Problem description: Scan the records for lines with the string "blocker". Say how many there are, and add nothing.

(Collected data entries)

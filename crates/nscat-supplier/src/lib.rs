//! Client for the Natural Systems supplier API.
//!
//! Logs in with an API key, caches the bearer token between runs, and pulls
//! the catalog, stock, price, unit-of-measure and wholesale-CSV datasets.
//! An expired token (HTTP 401) is refreshed once per fetch; the catalog
//! endpoint additionally retries with back-off.

pub mod auth;
pub mod client;
pub mod csv_rows;
pub mod datasets;
pub mod endpoint;
pub mod envelope;
pub mod error;
pub mod retry;
pub mod token_cache;

pub use auth::{AuthToken, Authenticator};
pub use client::SupplierClient;
pub use datasets::{DatasetFetcher, Datasets};
pub use endpoint::Endpoint;
pub use error::SupplierError;
pub use retry::RetryPolicy;
pub use token_cache::{CachedToken, TokenCache};
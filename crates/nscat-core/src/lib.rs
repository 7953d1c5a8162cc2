//! Shared domain types and configuration for the Natural Systems catalog
//! runner.

pub mod app_config;
pub mod config;
pub mod record;

use thiserror::Error;

pub use app_config::{AppConfig, Environment, ExportLayout};
pub use config::{load_app_config, load_app_config_from_env};
pub use record::{Amount, CsvRow, JsonRecord, MergedRecord, ProductCode};

#[derive(Debug, Error)]
pub enum ConfigError {
    #[error("missing required environment variable: {0}")]
    MissingEnvVar(String),

    #[error("invalid value for {var}: {reason}")]
    InvalidEnvVar { var: String, reason: String },
}
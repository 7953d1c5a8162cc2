//! Ordered field-name alias tables, resolved by one shared lookup.
//!
//! Each table lists the upstream spellings of one logical field, most
//! specific first. Matching ignores ASCII case; an exact-case key wins over
//! a case-folded one for the same alias. `null` values are skipped so a
//! later alias can still supply the field.

use nscat_core::{CsvRow, JsonRecord, ProductCode};
use serde_json::Value;

pub const CODE: &[&str] = &["itemCode", "sku", "codigo", "reference", "code"];
pub const NAME: &[&str] = &["productName", "name", "title", "nombre"];
pub const MANUFACTURER: &[&str] = &["manufacturer", "brand", "fabricante", "marca"];
pub const CATEGORY: &[&str] = &["category", "categoria", "family"];
pub const DESCRIPTION: &[&str] = &["description", "descripcion", "longDescription"];
pub const IMAGES: &[&str] = &["images", "imagenes", "image"];
pub const STOCK: &[&str] = &["stock", "quantity", "qty", "existencias"];
pub const RETAIL_PRICE: &[&str] = &["pvp", "price"];
pub const UOM_CODE: &[&str] = &["uomCode", "unidadMedida", "unit", "uom"];
pub const WEIGHT: &[&str] = &["weight", "peso", "weightKg"];

/// Key column of the wholesale CSV.
pub const CSV_CODE: &[&str] = &["itemcode", "sku", "codigo", "reference"];
/// Value column of the wholesale CSV.
pub const CSV_WHOLESALE: &[&str] = &["pvp", "price_wholesale", "wholesale"];

/// The alias and key that matched, with the non-null value found there.
#[must_use]
pub fn lookup_entry<'a>(record: &'a JsonRecord, aliases: &[&str]) -> Option<(&'a str, &'a Value)> {
    aliases.iter().find_map(|alias| {
        record
            .get_key_value(*alias)
            .filter(|(_, v)| !v.is_null())
            .or_else(|| {
                record
                    .iter()
                    .find(|(k, v)| k.eq_ignore_ascii_case(alias) && !v.is_null())
            })
            .map(|(k, v)| (k.as_str(), v))
    })
}

/// First non-null value under any alias.
#[must_use]
pub fn lookup<'a>(record: &'a JsonRecord, aliases: &[&str]) -> Option<&'a Value> {
    lookup_entry(record, aliases).map(|(_, v)| v)
}

/// Like [`lookup`], rendered as trimmed, non-empty text. Strings are taken
/// as-is, numbers and booleans in their JSON spelling; structured values
/// are not text and yield `None`.
#[must_use]
pub fn lookup_text(record: &JsonRecord, aliases: &[&str]) -> Option<String> {
    lookup(record, aliases).and_then(scalar_text)
}

#[must_use]
pub fn product_code(record: &JsonRecord) -> Option<ProductCode> {
    lookup(record, CODE).and_then(ProductCode::from_value)
}

/// First wholesale CSV cell, by alias, once trimmed and non-empty.
#[must_use]
pub fn csv_code(row: &CsvRow) -> Option<ProductCode> {
    CSV_CODE
        .iter()
        .filter_map(|alias| row.get_ignore_case(alias))
        .find_map(ProductCode::new)
}

/// Value of the first wholesale column present in the header, even when
/// that cell is empty. A later alias does not stand in for an empty cell.
#[must_use]
pub fn csv_wholesale(row: &CsvRow) -> Option<&str> {
    CSV_WHOLESALE
        .iter()
        .find(|alias| row.has_column(alias))
        .and_then(|alias| row.get_ignore_case(alias))
}

fn scalar_text(value: &Value) -> Option<String> {
    let text = match value {
        Value::String(s) => s.trim().to_owned(),
        Value::Number(n) => n.to_string(),
        Value::Bool(b) => b.to_string(),
        Value::Null | Value::Array(_) | Value::Object(_) => return None,
    };
    (!text.is_empty()).then_some(text)
}
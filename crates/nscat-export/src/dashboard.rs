//! Static HTML summary of the CSV files a run produced.

use std::path::{Path, PathBuf};

use askama::Template;
use chrono::{DateTime, Local};

use crate::error::ExportError;
use crate::writer::ExportedFile;

const DASHBOARD_FILE: &str = "index.html";

#[derive(Debug, Clone, PartialEq, Eq)]
pub struct DashboardEntry {
    /// Relative to the output root when the file lives under it.
    pub path: String,
    pub rows: usize,
}

impl DashboardEntry {
    #[must_use]
    pub fn from_file(file: &ExportedFile, output_root: &Path) -> Self {
        let path = file
            .path
            .strip_prefix(output_root)
            .unwrap_or(&file.path)
            .display()
            .to_string();
        Self {
            path,
            rows: file.rows,
        }
    }
}

#[derive(Template)]
#[template(path = "dashboard.html")]
struct DashboardTemplate<'a> {
    title: &'a str,
    entries: &'a [DashboardEntry],
    run_id: &'a str,
    generated_at: String,
}

/// Renders `index.html` into `dir`, returning its path.
///
/// # Errors
///
/// - [`ExportError::Render`] if the template fails.
/// - [`ExportError::Dashboard`] if the file cannot be written.
pub fn render_dashboard(
    dir: &Path,
    output_root: &Path,
    run_id: &str,
    generated_at: DateTime<Local>,
    files: &[ExportedFile],
) -> Result<PathBuf, ExportError> {
    let entries: Vec<DashboardEntry> = files
        .iter()
        .map(|f| DashboardEntry::from_file(f, output_root))
        .collect();
    let html = DashboardTemplate {
        title: "Catalog Runner",
        entries: &entries,
        run_id,
        generated_at: generated_at.format("%Y-%m-%d %H:%M:%S %:z").to_string(),
    }
    .render()?;

    let path = dir.join(DASHBOARD_FILE);
    std::fs::create_dir_all(dir)
        .and_then(|()| std::fs::write(&path, html))
        .map_err(|source| ExportError::Dashboard {
            path: path.clone(),
            source,
        })?;
    tracing::info!(path = %path.display(), files = entries.len(), "dashboard written");
    Ok(path)
}

#[cfg(test)]
mod tests {
    use chrono::TimeZone;

    use super::*;

    fn file(path: PathBuf, rows: usize) -> ExportedFile {
        ExportedFile {
            group: "Milwaukee".to_owned(),
            path,
            rows,
        }
    }

    #[test]
    fn lists_files_with_rows_and_run_id() {
        let root = tempfile::tempdir().unwrap();
        let files = vec![
            file(root.path().join("csv").join("brand_Milwaukee.csv"), 12),
            file(PathBuf::from("/elsewhere/brand_Zerum.csv"), 0),
        ];
        let at = Local.with_ymd_and_hms(2026, 3, 1, 9, 30, 0).unwrap();

        let path = render_dashboard(&root.path().join("dashboard"), root.path(), "20260301-093000", at, &files)
            .unwrap();
        let html = std::fs::read_to_string(path).unwrap();

        assert!(html.contains("brand_Milwaukee.csv</code>"));
        assert!(!html.contains(&root.path().display().to_string()));
        assert!(html.contains("brand_Zerum.csv</code>"));
        assert!(html.contains(">12<"));
        assert!(html.contains("Run: 20260301-093000"));
        assert!(html.contains("2026-03-01 09:30:00"));
    }

    #[test]
    fn empty_run_says_so() {
        let root = tempfile::tempdir().unwrap();
        let path = render_dashboard(root.path(), root.path(), "r", Local::now(), &[]).unwrap();
        assert!(std::fs::read_to_string(path).unwrap().contains("No CSV files were generated."));
    }

    #[test]
    fn write_failure_is_dashboard_error() {
        let root = tempfile::tempdir().unwrap();
        let blocker = root.path().join("dashboard");
        std::fs::write(&blocker, "x").unwrap();
        let err = render_dashboard(&blocker, root.path(), "r", Local::now(), &[]).unwrap_err();
        assert!(matches!(err, ExportError::Dashboard { .. }));
    }
}
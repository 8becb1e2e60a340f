//! Per-session lifecycle states.

use serde::{Deserialize, Serialize};

/// Where the session controller is in the current exchange.
///
/// `Idle` is the only state in which a new question is accepted; every other
/// state means an exchange is in flight.
#[derive(Debug, Clone, Copy, PartialEq, Eq, Default, Serialize, Deserialize)]
#[serde(rename_all = "snake_case")]
pub enum SessionState {
    #[default]
    Idle,
    Routing,
    FetchingContext,
    Synthesizing,
    UpdatingMemory,
}

impl SessionState {
    pub fn is_busy(&self) -> bool {
        !matches!(self, SessionState::Idle)
    }

    /// Short status line for front ends.
    pub fn label(&self) -> &'static str {
        match self {
            SessionState::Idle => "ready",
            SessionState::Routing => "thinking",
            SessionState::FetchingContext => "gathering context",
            SessionState::Synthesizing => "writing an answer",
            SessionState::UpdatingMemory => "remembering",
        }
    }
}

impl std::fmt::Display for SessionState {
    fn fmt(&self, f: &mut std::fmt::Formatter<'_>) -> std::fmt::Result {
        f.write_str(self.label())
    }
}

Reply: 3